The new Xbox controller will still be using AA batteries (which may or may not be a good thing, depending on how you look at it), but as Microsoft have been doing for some time now, they will offer the option to purchase a battery pack for the new controller as well. The new Xbox Rechargeable Battery Pack will allow you to attach a, well, battery pack to your controller and recharge it with a USB-C cable whenever the need arises. Among many other improvements, the battery pack will also boast faster recharge times at under 4 hours required to reach full capacity. The add-on can be purchased for $25.
The Xbox Series X and Series S are going for some pretty different things in more ways than one, and that applies to the two consoles’ sizes as well. The Xbox Series X is a pretty beefy console, with dimensions of 151 mm x 151 mm x 301 mm and a weight of roughly 4.5 kg. Meanwhile, the Xbox Series S is the smallest Xbox console to date. It weighs about 2 kg, and with dimensions of 65 mm x 151 mm x 275 mm, it can literally fit in your backpack.
With a fan at the top and a stand that cannot be detached at the bottom, not to mention its monolithic tower design, it’s pretty clear that Microsoft wants you to place your Xbox Series X vertically. The fact that the power button on the console is also in its correct shape and form only when the console is placed vertically tells you just as much as well.
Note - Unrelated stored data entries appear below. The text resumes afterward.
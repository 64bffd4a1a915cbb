use tch::{Cuda, Device};

use crate::error::{PipelineError, Result};

/// Parses `cpu`, `cuda`, `cuda:N`, `mps` or `auto`.
///
/// Accelerators that are not present are rejected rather than silently
/// replaced by the CPU; only `auto` falls back.
pub fn resolve_device(spec: &str) -> Result<Device> {
    let normalized = spec.trim().to_ascii_lowercase();
    let invalid = || PipelineError::InvalidDevice { device: spec.to_string() };

    match normalized.as_str() {
        "cpu" => Ok(Device::Cpu),
        "auto" => Ok(Device::cuda_if_available()),
        "mps" if tch::utils::has_mps() => Ok(Device::Mps),
        "cuda" | "gpu" if Cuda::is_available() => Ok(Device::Cuda(0)),
        other => {
            let index: usize = other
                .strip_prefix("cuda:")
                .and_then(|i| i.parse().ok())
                .ok_or_else(invalid)?;
            if index < Cuda::device_count() as usize {
                Ok(Device::Cuda(index))
            } else {
                Err(invalid())
            }
        }
    }
}
use tch::nn::{self, OptimizerConfig};
use tch::{COptimizer, Tensor};

use crate::error::Result;
use crate::model::FineTuneModel;

/// The operations the training loop needs from an optimizer.
pub trait Optimizer {
    fn zero_grad(&mut self) -> Result<()>;
    fn step(&mut self) -> Result<()>;
    fn set_lr(&mut self, lr: f64) -> Result<()>;
    fn lr(&self) -> f64;
}

/// AdamW over an explicit list of parameters.
pub struct AdamW {
    inner: COptimizer,
    lr: f64,
    num_parameters: usize,
}

impl AdamW {
    pub fn new(parameters: &[Tensor], lr: f64) -> Result<Self> {
        let mut inner = nn::AdamW::default().build_copt(lr)?;
        for parameter in parameters {
            inner.add_parameters(parameter, 0)?;
        }
        Ok(Self {
            inner,
            lr,
            num_parameters: parameters.len(),
        })
    }

    /// Optimizes exactly the model's trainable parameter group.
    pub fn for_model(model: &FineTuneModel, lr: f64) -> Result<Self> {
        Self::new(&model.trainable_parameters(), lr)
    }

    pub fn num_parameters(&self) -> usize {
        self.num_parameters
    }
}

impl Optimizer for AdamW {
    fn zero_grad(&mut self) -> Result<()> {
        self.inner.zero_grad()?;
        Ok(())
    }

    fn step(&mut self) -> Result<()> {
        self.inner.step()?;
        Ok(())
    }

    fn set_lr(&mut self, lr: f64) -> Result<()> {
        self.inner.set_learning_rate(lr)?;
        self.lr = lr;
        Ok(())
    }

    fn lr(&self) -> f64 {
        self.lr
    }
}
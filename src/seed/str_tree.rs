//! Sort-tile-recursive bulk loading of the seed tree.
//!
//! Entries are sorted by partition-MBR center along x, tiled into slabs,
//! re-sorted along y and z inside each tile, and emitted as leaves in tile
//! order. Upper levels group consecutive nodes until a single root
//! remains, so spatially adjacent leaves share parents.

use std::path::Path;

use crate::geometry::Box3;
use crate::primitives::pagefile::PageFile;
use crate::query::stats::QueryStats;
use crate::storage::meta::MetadataEntry;
use crate::types::Result;

use super::{
    NodeWriter, SeedHit, SeedIndex, SeedRecord, SeedTreeFile, BUILDER_STR,
};

/// Bulk-loaded seed tree.
pub struct StrTree {
    tree: SeedTreeFile,
}

impl StrTree {
    /// Builds the tree from the full metadata stream and opens it.
    pub fn bulk_load(
        path: impl AsRef<Path>,
        page_size: usize,
        mut records: Vec<SeedRecord>,
    ) -> Result<Self> {
        let mut writer = NodeWriter::create(&path, page_size)?;
        let num_entries = records.len() as u32;

        if records.is_empty() {
            let (root, _) = writer.append_leaf(&[])?;
            writer.finish(root, 1, 0, BUILDER_STR)?;
            return Self::open(path, page_size);
        }

        let leaf_budget = NodeWriter::leaf_budget(page_size);
        let total_bytes: usize = records.iter().map(SeedRecord::leaf_len).sum();
        let avg = (total_bytes / records.len()).max(1);
        let cap = (leaf_budget / avg).max(1);

        let n = records.len();
        let leaves_needed = n.div_ceil(cap);
        let slabs = (leaves_needed as f64).cbrt().ceil() as usize;

        // Tile: x slabs, then y runs inside each slab, then z order inside
        // each run.
        records.sort_by(|a, b| center(a, 0).total_cmp(&center(b, 0)));
        let slab_len = n.div_ceil(slabs);
        let mut ordered: Vec<SeedRecord> = Vec::with_capacity(n);
        for slab in records.chunks_mut(slab_len) {
            slab.sort_by(|a, b| center(a, 1).total_cmp(&center(b, 1)));
            let run_len = slab.len().div_ceil(slabs);
            for run in slab.chunks_mut(run_len) {
                run.sort_by(|a, b| center(a, 2).total_cmp(&center(b, 2)));
                ordered.extend_from_slice(run);
            }
        }

        // Emit leaves greedily under the byte budget, targeting `cap`
        // entries per leaf.
        let mut nodes: Vec<(Box3, u32)> = Vec::new();
        let mut start = 0;
        while start < ordered.len() {
            let mut end = start;
            let mut bytes = 0usize;
            while end < ordered.len() && end - start < cap {
                let len = ordered[end].leaf_len();
                if bytes + len > leaf_budget && end > start {
                    break;
                }
                bytes += len;
                end += 1;
            }
            let (page, mbr) = writer.append_leaf(&ordered[start..end])?;
            nodes.push((mbr, page));
            start = end;
        }

        // Group consecutive nodes upward until a single root remains.
        let internal_cap = NodeWriter::internal_capacity(page_size);
        let mut height = 1u32;
        while nodes.len() > 1 {
            let mut upper: Vec<(Box3, u32)> = Vec::with_capacity(nodes.len().div_ceil(internal_cap));
            for group in nodes.chunks(internal_cap) {
                let (page, mbr) = writer.append_internal(group)?;
                upper.push((mbr, page));
            }
            nodes = upper;
            height += 1;
        }

        let root = nodes[0].1;
        writer.finish(root, height, num_entries, BUILDER_STR)?;
        Self::open(path, page_size)
    }

    pub fn open(path: impl AsRef<Path>, page_size: usize) -> Result<Self> {
        let tree = SeedTreeFile::open(path, page_size)?;
        Ok(Self::from_tree(tree))
    }

    pub(crate) fn from_tree(tree: SeedTreeFile) -> Self {
        Self { tree }
    }
}

impl SeedIndex for StrTree {
    fn seed(
        &self,
        query: &Box3,
        graph: &PageFile,
        stats: &mut QueryStats,
    ) -> Result<Option<SeedHit>> {
        self.tree.walk_seed(query, graph, stats)
    }

    fn intersects(
        &self,
        query: &Box3,
        visitor: &mut dyn FnMut(&MetadataEntry) -> Result<bool>,
    ) -> Result<()> {
        self.tree.walk_intersects(query, visitor)
    }

    fn num_entries(&self) -> u32 {
        self.tree.num_entries()
    }
}

fn center(record: &SeedRecord, axis: usize) -> f32 {
    (record.mbr.low[axis] + record.mbr.high[axis]) * 0.5
}

#[cfg(test)]
mod tests {
    use super::*;
    use crate::geometry::Vertex;
    use crate::storage::meta::MetadataEntry;
    use crate::types::PageId;
    use tempfile::tempdir;

    fn grid_records(side: u32) -> Vec<SeedRecord> {
        let mut out = Vec::new();
        let mut page = 0u32;
        for x in 0..side {
            for y in 0..side {
                for z in 0..side {
                    let low = Vertex::new(x as f32, y as f32, z as f32);
                    let high = Vertex::new(x as f32 + 1.0, y as f32 + 1.0, z as f32 + 1.0);
                    let mbr = Box3::new(low, high);
                    let entry = MetadataEntry {
                        page_id: PageId(page),
                        page_mbr: mbr,
                        partition_mbr: mbr,
                        links: vec![],
                    };
                    let mut body = Vec::new();
                    entry.encode_body(&mut body);
                    out.push(SeedRecord { mbr, body });
                    page += 1;
                }
            }
        }
        out
    }

    #[test]
    fn intersects_visits_exactly_the_overlapping_entries() {
        let dir = tempdir().unwrap();
        let path = dir.path().join("idx_seed");
        let records = grid_records(5);
        let tree = StrTree::bulk_load(&path, 512, records).unwrap();
        assert_eq!(tree.num_entries(), 125);

        let query = Box3::new(Vertex::new(0.2, 0.2, 0.2), Vertex::new(1.8, 0.8, 0.8));
        let mut visited = Vec::new();
        tree.intersects(&query, &mut |e| {
            visited.push(e.page_id);
            Ok(true)
        })
        .unwrap();
        // Cells x in {0,1}, y = 0, z = 0.
        assert_eq!(visited.len(), 2);
    }

    #[test]
    fn early_stop_halts_the_walk() {
        let dir = tempdir().unwrap();
        let path = dir.path().join("idx_seed");
        let tree = StrTree::bulk_load(&path, 512, grid_records(4)).unwrap();
        let query = Box3::new(Vertex::new(0.0, 0.0, 0.0), Vertex::new(4.0, 4.0, 4.0));
        let mut count = 0;
        tree.intersects(&query, &mut |_| {
            count += 1;
            Ok(count < 3)
        })
        .unwrap();
        assert_eq!(count, 3);
    }

    #[test]
    fn empty_tree_loads_and_answers() {
        let dir = tempdir().unwrap();
        let path = dir.path().join("idx_seed");
        let tree = StrTree::bulk_load(&path, 512, Vec::new()).unwrap();
        assert_eq!(tree.num_entries(), 0);
        let query = Box3::new(Vertex::new(0.0, 0.0, 0.0), Vertex::new(1.0, 1.0, 1.0));
        let mut visited = 0;
        tree.intersects(&query, &mut |_| {
            visited += 1;
            Ok(true)
        })
        .unwrap();
        assert_eq!(visited, 0);
    }
}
You do, however, have the option to place the console horizontally, thanks to small rubber buds on the console’s sides. Then there’s the Xbox Series S, which… yeah, you can place that pretty much however you want.
CONNECTIVITY AND CONTENTS
What can you expect from the Xbox Series X and Series S as far as ports and connectivity features are concerned? Both consoles support Wifi 5, which isn’t exactly up to date, and offers max download speeds of up to 3.5 gbps. Both consoles also have three USB 3.1 ports each- though all of them are USB Type-A ports. Meanwhile, both consoles each also have a power port (obviously), an ethernet port, an SSD expansion slot, and an HDMI 2.1 out.
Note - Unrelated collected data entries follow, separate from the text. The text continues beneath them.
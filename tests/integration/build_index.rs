//! Structural invariants of a finished build: page budgets, single-page
//! containment, link closure, Voronoi-MBR dominance, id-map bijection,
//! and byte-identical page round trips.
#![allow(missing_docs)]

mod common;

use dias::build::{BuildOptions, PackerKind};
use dias::geometry::Box3;
use dias::primitives::pagefile::PageFile;
use dias::storage::idmap::IdMap;
use dias::storage::meta::MetaStore;
use dias::storage::page::{decode_page, encode_page};
use dias::types::{PageId, VertexId};
use rustc_hash::FxHashSet;

use common::{build_fixture, grid_stream};

const PAGE_SIZE: usize = 512;

fn small_grid_options(packer: PackerKind) -> BuildOptions {
    BuildOptions {
        page_size: PAGE_SIZE,
        packer,
        chunk_size: 200,
        sort_budget: 128,
        ..BuildOptions::default()
    }
}

fn check_build(packer: PackerKind) {
    let n = 6;
    let (_dir, paths, summary) =
        build_fixture(&grid_stream(n), &small_grid_options(packer)).unwrap();
    assert_eq!(summary.vertices, u64::from(n * n * n));
    assert!(summary.pages > 1, "grid must span several pages");

    let graph = PageFile::open(paths.graph(), PAGE_SIZE, false).unwrap();
    let mut idmap = IdMap::open(paths.btree(), PAGE_SIZE, false).unwrap();
    let meta = MetaStore::open(paths.meta(), PAGE_SIZE).unwrap();
    assert_eq!(graph.num_pages(), summary.pages);
    assert_eq!(meta.num_entries(), summary.pages);
    assert_eq!(idmap.key_count(), summary.vertices);

    let mut buf = vec![0u8; PAGE_SIZE];
    let mut seen_vertices: FxHashSet<u32> = FxHashSet::default();
    for p in 0..graph.num_pages() {
        graph.read_page(PageId(p), &mut buf).unwrap();
        let records = decode_page(&buf).unwrap();
        assert!(!records.is_empty(), "page {p} is empty");

        // Page-size invariant: records plus header fit the budget.
        let used: usize = 4 + records.iter().map(|r| r.encoded_len()).sum::<usize>();
        assert!(used <= PAGE_SIZE, "page {p} overflows: {used}");

        // Round-trip: decode then re-encode reproduces the page bytes.
        let reencoded = encode_page(&records, PAGE_SIZE).unwrap();
        assert_eq!(reencoded, buf, "page {p} does not round-trip");

        let entry = meta.lookup(PageId(p)).unwrap();
        assert_eq!(entry.page_id, PageId(p));
        assert!(
            Box3::contains(&entry.partition_mbr, &entry.page_mbr),
            "partition MBR of page {p} does not dominate its page MBR"
        );

        let link_set: FxHashSet<u32> = entry.links.iter().map(|l| l.0).collect();
        for record in &records {
            // Single-page containment + id-map bijection.
            assert!(
                seen_vertices.insert(record.id.0),
                "vertex {} stored twice",
                record.id
            );
            assert_eq!(idmap.point_query(record.id).unwrap(), PageId(p));

            // Voronoi-MBR dominance.
            if !record.vmbr.is_empty() {
                assert!(
                    Box3::contains(&entry.partition_mbr, &record.vmbr),
                    "voronoi MBR of vertex {} escapes partition MBR of page {p}",
                    record.id
                );
            }

            // After the rewrite pass every link slot holds a page id of
            // another page, and it is in the metadata link set.
            for &link in &record.links {
                assert_ne!(link, p, "self link on page {p}");
                assert!(link < graph.num_pages(), "dangling link {link}");
                assert!(link_set.contains(&link), "link {link} missing from metadata");
            }
        }

        // Link closure: every metadata link exists and is not the page itself.
        for &link in &link_set {
            assert_ne!(link, p);
            assert!(link < graph.num_pages());
        }
    }
    assert_eq!(seen_vertices.len() as u64, summary.vertices);

    // Id-map totality: ids 1..=N resolve, 0 and N+1 do not.
    let n_total = summary.vertices as u32;
    assert!(idmap.point_query(VertexId(0)).is_err());
    assert!(idmap.point_query(VertexId(n_total + 1)).is_err());
    let all = idmap.range_query(VertexId(1), VertexId(n_total)).unwrap();
    assert_eq!(all.len() as u64, summary.vertices);
}

#[test]
fn flat_build_upholds_structural_invariants() {
    check_build(PackerKind::Flat);
}

#[test]
fn halt_build_upholds_structural_invariants() {
    check_build(PackerKind::Halt);
}

#[test]
fn build_reports_tetrahedra_and_links() {
    let n = 4;
    let (_dir, _paths, summary) =
        build_fixture(&grid_stream(n), &small_grid_options(PackerKind::Flat)).unwrap();
    let cubes = u64::from((n - 1) * (n - 1) * (n - 1));
    assert_eq!(summary.tetrahedra, cubes * 6);
    assert!(summary.links > 0, "a multi-page graph must have links");
}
With the new controller and the aforementioned battery pack and SSD expansion, there isn’t an awful lot of official next-gen accessories announced by Microsoft. And there’s a very clear reason for that. Unlike Sony, who have draw a very clear line separating their two console generations even in terms of accessories, Microsoft have announced that all Xbox One accessories – even the controller – will work perfectly fine with the Xbox Series X and Series S.